### Exercise brief:
Beginning at the line containing "impl Related<super::ingredients::Entity> for", print every line until the records end, keeping each exactly as it is.

Stored data entries
──────

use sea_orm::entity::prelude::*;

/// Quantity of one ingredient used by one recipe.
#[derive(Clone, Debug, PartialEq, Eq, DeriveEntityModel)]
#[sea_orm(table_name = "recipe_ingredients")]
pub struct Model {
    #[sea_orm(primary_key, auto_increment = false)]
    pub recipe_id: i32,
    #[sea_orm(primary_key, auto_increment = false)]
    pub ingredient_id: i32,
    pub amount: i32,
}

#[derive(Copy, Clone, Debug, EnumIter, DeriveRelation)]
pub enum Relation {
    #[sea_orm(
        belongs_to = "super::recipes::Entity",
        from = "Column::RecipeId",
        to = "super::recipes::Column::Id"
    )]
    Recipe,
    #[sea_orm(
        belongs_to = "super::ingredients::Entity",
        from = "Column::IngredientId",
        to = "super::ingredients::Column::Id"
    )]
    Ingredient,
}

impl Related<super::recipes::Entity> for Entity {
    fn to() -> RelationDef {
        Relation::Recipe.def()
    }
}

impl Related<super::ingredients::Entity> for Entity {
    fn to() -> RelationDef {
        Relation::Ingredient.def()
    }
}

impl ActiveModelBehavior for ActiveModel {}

──────

### Solution to this task:
impl Related<super::ingredients::Entity> for Entity {
    fn to() -> RelationDef {
        Relation::Ingredient.def()
    }
}

impl ActiveModelBehavior for ActiveModel {}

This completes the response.